If you are using one of Team Losi's lightweight aluminum top staft/gear assemblies, and run your vehicle in an area that is sandy, you should read the following instructions for sealing your transmittion housing. Enen if you arnt using the aluminum top shaft, but run in extremely sandy conditions you might want to give this a try. Once you have rebuilt and cleaned out the transmittion housing, lightly lube the gears in the transmittion. Team Losi's Teflon™ thrust bearing/assembly grease should be used. remember, only a little lube is necessery. After you have lubed the gears, run a thin bead of diff grease along the entire edge on the left transmission housing in the area where the left housig touches the right housing. Running the grease along this edge will help to form a "seal" once the transmission halves are bolted together. Once the diff grease has been applied, bolt the transmission halves together and wipe off any excess grease. Not only will these easy steps help to seal the transmission, they will also make the transmission quieter and more efficient.

Cut Down On Interference

Radio interference with electric-powered cars and trucks can sometimes cause racers to scratch their heads, wondering what exact;y is causing the problem. You're already aware of most of the common causes, such as: Loose wire connections, no capacitators on the motor, loose crystal, cut antenna wire, someone else on the same frequency, etc. There is one other source that is almost always overlooked- the chassis. That's right, the chassis can actually cause radio interference. While this is true for a standard Stiffezel chassis, the risk of interference being caused by the chassis has increased when a graphite chassis is used. The material used to produce the chassis is conductive- meaning that it can pass current. The interference is caused by current from the battery, in one way or another, passing through the chassis. There are a couple of simple precautionary measures that can be taken to help prevent radio interference caused by the chassis. Most importantly, you should ensure that none of the cells in any of your battery packs has torn, or worn-out shrink wrap. If an exposed side of a cell comes into contact with the chassis, the current will be passed through the chassis- likely resulting in radio interference.

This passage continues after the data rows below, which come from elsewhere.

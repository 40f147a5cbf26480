/// Trait for error types that can be constructed from a plain message string.
///
/// Implement this for your crate's error type, then invoke [`impl_context!`]
/// in your error module to get `.context()` and `.with_context()` on `Result`
/// and `Option`.
pub trait FromMessage: Sized {
    fn from_message(message: String) -> Self;
}

/// Generate a crate-local `Context` trait with `.context()` and `.with_context()`
/// methods on `Result` and `Option`.
///
/// Invoke inside a module that defines `Error: FromMessage` and
/// `type Result<T> = std::result::Result<T, Error>`.
///
/// ```ignore
/// // in crates/registry/src/error.rs
/// jfp_common::impl_context!();
/// ```
#[macro_export]
macro_rules! impl_context {
    () => {
        pub trait Context<T> {
            fn context(self, context: impl Into<String>) -> Result<T>;
            fn with_context<C, F>(self, f: F) -> Result<T>
            where
                C: Into<String>,
                F: FnOnce() -> C;
        }

        impl<T, E: std::fmt::Display> Context<T> for std::result::Result<T, E> {
            fn context(self, context: impl Into<String>) -> Result<T> {
                let ctx = context.into();
                self.map_err(|source| {
                    <Error as $crate::FromMessage>::from_message(format!("{ctx}: {source}"))
                })
            }

            fn with_context<C, F>(self, f: F) -> Result<T>
            where
                C: Into<String>,
                F: FnOnce() -> C,
            {
                self.map_err(|source| {
                    let ctx = f().into();
                    <Error as $crate::FromMessage>::from_message(format!("{ctx}: {source}"))
                })
            }
        }

        impl<T> Context<T> for Option<T> {
            fn context(self, context: impl Into<String>) -> Result<T> {
                self.ok_or_else(|| <Error as $crate::FromMessage>::from_message(context.into()))
            }

            fn with_context<C, F>(self, f: F) -> Result<T>
            where
                C: Into<String>,
                F: FnOnce() -> C,
            {
                self.ok_or_else(|| <Error as $crate::FromMessage>::from_message(f().into()))
            }
        }
    };
}

#[allow(clippy::unwrap_used, clippy::expect_used)]
#[cfg(test)]
mod tests {
    mod scoped {
        #[derive(Debug, PartialEq, Eq)]
        pub struct Error(pub String);

        impl std::fmt::Display for Error {
            fn fmt(&self, f: &mut std::fmt::Formatter<'_>) -> std::fmt::Result {
                f.write_str(&self.0)
            }
        }

        impl crate::FromMessage for Error {
            fn from_message(message: String) -> Self {
                Self(message)
            }
        }

        pub type Result<T> = std::result::Result<T, Error>;

        crate::impl_context!();
    }

    use scoped::{Context, Error};

    #[test]
    fn context_prefixes_source_message() {
        let res: Result<(), std::io::Error> =
            Err(std::io::Error::other("disk full"));
        let err = res.context("writing manifest").unwrap_err();
        assert_eq!(err.to_string(), "writing manifest: disk full");
    }

    #[test]
    fn with_context_is_lazy_on_success() {
        let ok: Result<u8, std::io::Error> = Ok(7);
        let value = ok
            .with_context(|| -> String { unreachable!("context built on success") })
            .unwrap();
        assert_eq!(value, 7);
    }

    #[test]
    fn option_context_builds_message() {
        let none: Option<u8> = None;
        let err = none.with_context(|| "missing entry").unwrap_err();
        assert_eq!(err, Error("missing entry".into()));
    }
}
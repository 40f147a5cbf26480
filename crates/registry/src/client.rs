//! Conditional-GET client for the catalog endpoint.

use std::time::Duration;

use {
    reqwest::{
        StatusCode,
        header::{ACCEPT, ETAG, IF_NONE_MATCH, USER_AGENT},
    },
    tracing::debug,
};

use crate::{
    error::{Error, Result},
    types::{PayloadShape, Registry},
};

/// Outcome of a conditional fetch.
#[derive(Debug)]
pub enum FetchOutcome {
    Modified {
        registry: Registry,
        etag: Option<String>,
    },
    NotModified,
}

#[derive(Debug, Clone)]
pub struct CatalogClient {
    http: reqwest::Client,
    url: String,
    user_agent: String,
}

impl CatalogClient {
    pub fn new(url: impl Into<String>, timeout: Duration, tool_version: &str) -> Result<Self> {
        let http = reqwest::Client::builder()
            .timeout(timeout)
            .connect_timeout(timeout)
            .build()?;
        Ok(Self {
            http,
            url: url.into(),
            user_agent: format!("jfp/{tool_version}"),
        })
    }

    pub fn url(&self) -> &str {
        &self.url
    }

    /// `GET <url>` with `If-None-Match` when an ETag is remembered.
    ///
    /// A 200 whose body parses to an empty catalog is treated as an error so a
    /// broken upstream never replaces a good cache.
    pub async fn fetch(&self, etag: Option<&str>) -> Result<FetchOutcome> {
        let mut req = self
            .http
            .get(&self.url)
            .header(ACCEPT, "application/json")
            .header(USER_AGENT, &self.user_agent);
        if let Some(etag) = etag {
            req = req.header(IF_NONE_MATCH, etag);
        }

        let resp = req.send().await?;
        let status = resp.status();
        debug!(url = %self.url, status = status.as_u16(), "catalog response");

        if status == StatusCode::NOT_MODIFIED {
            return Ok(FetchOutcome::NotModified);
        }
        if !status.is_success() {
            return Err(Error::http(&self.url, status));
        }

        let etag = resp
            .headers()
            .get(ETAG)
            .and_then(|v| v.to_str().ok())
            .map(str::to_string);
        let body = resp.bytes().await?;
        let registry: Registry = serde_json::from_slice::<PayloadShape>(&body)?.into();
        if registry.prompts.is_empty() {
            return Err(Error::message(format!(
                "catalog at {} returned no prompts",
                self.url
            )));
        }
        Ok(FetchOutcome::Modified { registry, etag })
    }
}

#[allow(clippy::unwrap_used, clippy::expect_used)]
#[cfg(test)]
mod tests {
    use super::*;

    const BODY: &str = r#"{"version":"7","prompts":[{"id":"a","title":"A","content":"x"}]}"#;

    fn client(url: String) -> CatalogClient {
        CatalogClient::new(url, Duration::from_secs(2), "0.0.0-test").unwrap()
    }

    #[tokio::test]
    async fn returns_payload_and_etag_on_200() {
        let mut server = mockito::Server::new_async().await;
        let mock = server
            .mock("GET", "/api/prompts")
            .match_header("user-agent", "jfp/0.0.0-test")
            .with_status(200)
            .with_header("etag", "\"abc\"")
            .with_body(BODY)
            .create_async()
            .await;

        let outcome = client(format!("{}/api/prompts", server.url()))
            .fetch(None)
            .await
            .unwrap();
        mock.assert_async().await;
        match outcome {
            FetchOutcome::Modified { registry, etag } => {
                assert_eq!(registry.version.as_deref(), Some("7"));
                assert_eq!(etag.as_deref(), Some("\"abc\""));
            },
            FetchOutcome::NotModified => panic!("expected a payload"),
        }
    }

    #[tokio::test]
    async fn sends_if_none_match_and_handles_304() {
        let mut server = mockito::Server::new_async().await;
        let mock = server
            .mock("GET", "/api/prompts")
            .match_header("if-none-match", "\"abc\"")
            .with_status(304)
            .create_async()
            .await;

        let outcome = client(format!("{}/api/prompts", server.url()))
            .fetch(Some("\"abc\""))
            .await
            .unwrap();
        mock.assert_async().await;
        assert!(matches!(outcome, FetchOutcome::NotModified));
    }

    #[tokio::test]
    async fn server_error_maps_to_http_error() {
        let mut server = mockito::Server::new_async().await;
        server
            .mock("GET", "/api/prompts")
            .with_status(500)
            .create_async()
            .await;

        let err = client(format!("{}/api/prompts", server.url()))
            .fetch(None)
            .await
            .unwrap_err();
        assert!(matches!(err, Error::Http { status: 500, .. }));
    }

    #[tokio::test]
    async fn empty_catalog_is_rejected() {
        let mut server = mockito::Server::new_async().await;
        server
            .mock("GET", "/api/prompts")
            .with_status(200)
            .with_body(r#"{"prompts":[]}"#)
            .create_async()
            .await;

        let result = client(format!("{}/api/prompts", server.url()))
            .fetch(None)
            .await;
        assert!(result.is_err());
    }
}
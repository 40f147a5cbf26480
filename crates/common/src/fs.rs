use std::{
    ffi::OsString,
    io::Write,
    path::{Path, PathBuf},
};

/// Sibling temp path used while `path` is being replaced.
pub fn temp_path_for(path: &Path) -> PathBuf {
    let mut name = path
        .file_name()
        .map(|n| n.to_os_string())
        .unwrap_or_else(|| OsString::from("file"));
    name.push(".tmp");
    path.with_file_name(name)
}

/// Replace `path` with `contents` via temp file + fsync + rename, so readers
/// only ever see the old or the new file. Creates parent directories.
pub fn write_atomic(path: &Path, contents: &[u8]) -> std::io::Result<()> {
    if let Some(parent) = path.parent()
        && !parent.as_os_str().is_empty()
    {
        std::fs::create_dir_all(parent)?;
    }
    let tmp = temp_path_for(path);
    let result = (|| -> std::io::Result<()> {
        let mut file = std::fs::File::create(&tmp)?;
        file.write_all(contents)?;
        file.sync_all()?;
        std::fs::rename(&tmp, path)
    })();
    if result.is_err() {
        let _ = std::fs::remove_file(&tmp);
    }
    result
}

If yoou have a cell with an exposed side, wrap it with tape or clear heat-shrink to insulate it from the chassis. Another area of concern can be the rear portion of the chassis that the battery pack fits under. If thick battery bars are used, they can touch the chassis. This contact will again cause current to be passed throught the chassis. This potential problem can be handled by simply applying a piece of tape, or a sticker to both sides(inside) of the rear portion of the chassis. The sticker will act as an insulation and keep current from passing through the chassis.

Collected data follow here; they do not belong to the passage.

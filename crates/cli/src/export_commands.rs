//! `jfp export`: write catalog prompts as standalone markdown.

use std::{
    collections::HashSet,
    path::{Path, PathBuf},
};

use {
    anyhow::Result,
    clap::ValueEnum,
    jfp_common::fs::write_atomic,
    jfp_config::JfpConfig,
    jfp_registry::{Prompt, Registry},
    jfp_skills::{is_safe_id, render_markdown, render_prompt},
    serde::Serialize,
    tracing::warn,
};

use crate::{
    output::{DIM, RESET, YELLOW, print_json},
    registry_commands::{load, settle},
};

#[derive(Debug, Clone, Copy, PartialEq, Eq, ValueEnum, Serialize)]
#[serde(rename_all = "lowercase")]
pub(crate) enum ExportFormat {
    /// Plain markdown.
    Md,
    /// `SKILL.md` layout with frontmatter, as `install` writes it.
    Skill,
}

#[derive(Debug, Clone, PartialEq, Eq)]
pub(crate) enum ExportTarget {
    Stdout,
    Dir(PathBuf),
}

#[derive(Debug, Serialize)]
struct Exported {
    id: String,
    #[serde(skip_serializing_if = "Option::is_none")]
    file: Option<PathBuf>,
    #[serde(skip_serializing_if = "Option::is_none")]
    content: Option<String>,
}

#[derive(Debug, Serialize)]
struct ExportFailure {
    id: String,
    error: String,
}

#[derive(Debug, Serialize)]
struct ExportReport {
    format: ExportFormat,
    #[serde(skip_serializing_if = "Option::is_none")]
    output_dir: Option<PathBuf>,
    count: usize,
    exported: Vec<Exported>,
    missing: Vec<String>,
    failed: Vec<ExportFailure>,
}

impl ExportReport {
    fn ok(&self) -> bool {
        !self.exported.is_empty() && self.missing.is_empty() && self.failed.is_empty()
    }
}

fn render(prompt: &Prompt, format: ExportFormat) -> String {
    match format {
        ExportFormat::Md => render_markdown(prompt),
        ExportFormat::Skill => render_prompt(prompt),
    }
}

/// Prompts named by `ids` plus the ids that matched nothing. No ids, or the
/// single id `all`, selects the whole catalog.
fn select<'a>(registry: &'a Registry, ids: &[String]) -> (Vec<&'a Prompt>, Vec<String>) {
    if ids.is_empty() || (ids.len() == 1 && ids[0] == "all") {
        return (registry.prompts.iter().collect(), Vec::new());
    }
    let mut seen = HashSet::new();
    let mut found = Vec::new();
    let mut missing = Vec::new();
    for id in ids.iter().filter(|id| seen.insert(id.as_str())) {
        match registry.get_prompt(id) {
            Some(prompt) => found.push(prompt),
            None => missing.push(id.clone()),
        }
    }
    (found, missing)
}

fn export_prompts(
    prompts: &[&Prompt],
    format: ExportFormat,
    target: &ExportTarget,
) -> ExportReport {
    let mut exported = Vec::with_capacity(prompts.len());
    let mut failed = Vec::new();

    for prompt in prompts {
        let content = render(prompt, format);
        let dir = match target {
            ExportTarget::Stdout => {
                exported.push(Exported {
                    id: prompt.id.clone(),
                    file: None,
                    content: Some(content),
                });
                continue;
            },
            ExportTarget::Dir(dir) => dir,
        };
        if !is_safe_id(&prompt.id) {
            failed.push(ExportFailure {
                id: prompt.id.clone(),
                error: "unsafe prompt id".into(),
            });
            continue;
        }
        let file = dir.join(format!("{}.md", prompt.id));
        match write_atomic(&file, content.as_bytes()) {
            Ok(()) => exported.push(Exported {
                id: prompt.id.clone(),
                file: Some(file),
                content: None,
            }),
            Err(e) => {
                warn!(id = %prompt.id, path = %file.display(), error = %e, "export write failed");
                failed.push(ExportFailure {
                    id: prompt.id.clone(),
                    error: e.to_string(),
                });
            },
        }
    }

    ExportReport {
        format,
        output_dir: match target {
            ExportTarget::Stdout => None,
            ExportTarget::Dir(dir) => Some(dir.clone()),
        },
        count: exported.len(),
        exported,
        missing: Vec::new(),
        failed,
    }
}

pub(crate) async fn export(
    config: &JfpConfig,
    json: bool,
    ids: &[String],
    format: ExportFormat,
    target: ExportTarget,
) -> Result<bool> {
    let mut loaded = load(config).await?;
    let (prompts, missing) = select(&loaded.registry, ids);
    let mut report = export_prompts(&prompts, format, &target);
    report.missing = missing;
    settle(loaded.background_refresh.take()).await;

    if json {
        print_json(&report)?;
        return Ok(report.ok());
    }

    for id in &report.missing {
        eprintln!("{YELLOW}warning{RESET} prompt '{id}' not found, skipped");
    }
    for failure in &report.failed {
        eprintln!("{YELLOW}warning{RESET} {}: {}", failure.id, failure.error);
    }
    match target {
        ExportTarget::Stdout => print_documents(&report.exported),
        ExportTarget::Dir(dir) => print_written(&dir, &report.exported),
    }
    Ok(report.ok())
}

fn print_documents(exported: &[Exported]) {
    for (i, item) in exported.iter().enumerate() {
        if i > 0 {
            println!("\n---\n");
        }
        if let Some(content) = &item.content {
            print!("{content}");
        }
    }
}

fn print_written(dir: &Path, exported: &[Exported]) {
    for item in exported {
        if let Some(file) = &item.file {
            println!("Exported: {}", file.display());
        }
    }
    println!(
        "{DIM}{} prompt(s) exported to {}{RESET}",
        exported.len(),
        dir.display()
    );
}

#[allow(clippy::unwrap_used, clippy::expect_used)]
#[cfg(test)]
mod tests {
    use super::*;

    fn catalog() -> Registry {
        Registry::new(vec![
            Prompt::new("alpha", "Alpha", "alpha body"),
            Prompt::new("beta", "Beta", "beta body"),
        ])
    }

    #[test]
    fn select_all_or_named() {
        let reg = catalog();
        assert_eq!(select(&reg, &[]).0.len(), 2);
        assert_eq!(select(&reg, &["all".into()]).0.len(), 2);

        let (found, missing) = select(&reg, &["beta".into(), "ghost".into(), "beta".into()]);
        let ids: Vec<_> = found.iter().map(|p| p.id.as_str()).collect();
        assert_eq!(ids, ["beta"]);
        assert_eq!(missing, ["ghost"]);
    }

    #[test]
    fn writes_one_file_per_prompt() {
        let tmp = tempfile::tempdir().unwrap();
        let reg = catalog();
        let prompts: Vec<&Prompt> = reg.prompts.iter().collect();
        let out = tmp.path().join("out");

        let report = export_prompts(&prompts, ExportFormat::Md, &ExportTarget::Dir(out.clone()));
        assert!(report.ok());
        assert_eq!(report.count, 2);
        let alpha = std::fs::read_to_string(out.join("alpha.md")).unwrap();
        assert!(alpha.starts_with("# Alpha\n"));
        assert!(alpha.ends_with("alpha body\n"));

        let target = ExportTarget::Dir(out.clone());
        let skill = export_prompts(&prompts[..1], ExportFormat::Skill, &target);
        assert!(skill.ok());
        let alpha = std::fs::read_to_string(out.join("alpha.md")).unwrap();
        assert!(alpha.starts_with("---\nname: alpha\n"));
    }

    #[test]
    fn stdout_target_writes_nothing() {
        let reg = catalog();
        let prompts: Vec<&Prompt> = reg.prompts.iter().collect();
        let report = export_prompts(&prompts, ExportFormat::Md, &ExportTarget::Stdout);
        assert_eq!(report.count, 2);
        assert!(report.output_dir.is_none());
        assert!(report.exported.iter().all(|e| e.file.is_none() && e.content.is_some()));
    }

    #[test]
    fn unsafe_ids_and_missing_prompts_fail_the_export() {
        let tmp = tempfile::tempdir().unwrap();
        let reg = Registry::new(vec![Prompt::new("../up", "Up", "x")]);
        let prompts: Vec<&Prompt> = reg.prompts.iter().collect();

        let mut report =
            export_prompts(&prompts, ExportFormat::Md, &ExportTarget::Dir(tmp.path().into()));
        assert_eq!(report.failed.len(), 1);
        assert!(!report.ok());
        assert!(!tmp.path().parent().unwrap().join("up.md").exists());

        report.failed.clear();
        report.exported.push(Exported {
            id: "x".into(),
            file: None,
            content: None,
        });
        report.missing.push("ghost".into());
        assert!(!report.ok());
    }
}
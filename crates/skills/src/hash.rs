use std::path::Path;

use sha2::{Digest, Sha256};

/// Hex SHA-256 of generated content. Equal digests are treated as equal content.
pub fn content_hash(content: &str) -> String {
    let mut hasher = Sha256::new();
    hasher.update(content.as_bytes());
    format!("{:x}", hasher.finalize())
}

/// Digest of the file at `path`, `None` when it does not exist.
pub fn file_hash(path: &Path) -> std::io::Result<Option<String>> {
    match std::fs::read(path) {
        Ok(bytes) => {
            let mut hasher = Sha256::new();
            hasher.update(&bytes);
            Ok(Some(format!("{:x}", hasher.finalize())))
        },
        Err(e) if e.kind() == std::io::ErrorKind::NotFound => Ok(None),
        Err(e) => Err(e),
    }
}

#[allow(clippy::unwrap_used, clippy::expect_used)]
#[cfg(test)]
mod tests {
    use super::*;

    #[test]
    fn known_digest() {
        assert_eq!(
            content_hash("abc"),
            "ba7816bf8f01cfea414140de5dae2223b00361a396177a9cb410ff61f20015ad"
        );
    }

    #[test]
    fn file_and_content_agree() {
        let tmp = tempfile::tempdir().unwrap();
        let path = tmp.path().join("SKILL.md");
        assert_eq!(file_hash(&path).unwrap(), None);
        std::fs::write(&path, "hello\n").unwrap();
        assert_eq!(file_hash(&path).unwrap(), Some(content_hash("hello\n")));
    }
}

Removing Steering Bushings

If you have ever trieed to remove the steering bushing on your XX or XXT you know how tough this can be. Here is a simple way to get them out. Find a 4-40 cap-head screm of and lengh. Slowly start to thread the scrrew into the bushing. Be sure to apply a slight amount of presure to the screm so that the threads will start into the bushing. Once the screw has theaded into the bushing (it doesn't take much) you should be able to pull the screw out along with the bushing. It is only recommended to use this method of removing the bushing if you plan too replace the bushings with new bushings or bearings. Reusing a bushing that you have removed with this method may cause the steering to bind slightly.

Easy Strap Adjustment

The hook and loop-type battery straps supplied with thw XX and XXT kits make installing the batteries quick and easy. There is a way to make the tightening of these straps easier. When the strap is installed through the slots in the chassis, make sure that the "fuzzy" side of the strap faces up. This way, when the strap is pulled tight, it will be able to slide in the slot. If the "rough" side of the strap is facing up, the strap will not slide very easily in the slots, making it difficult to tighten the strap against the battery pack.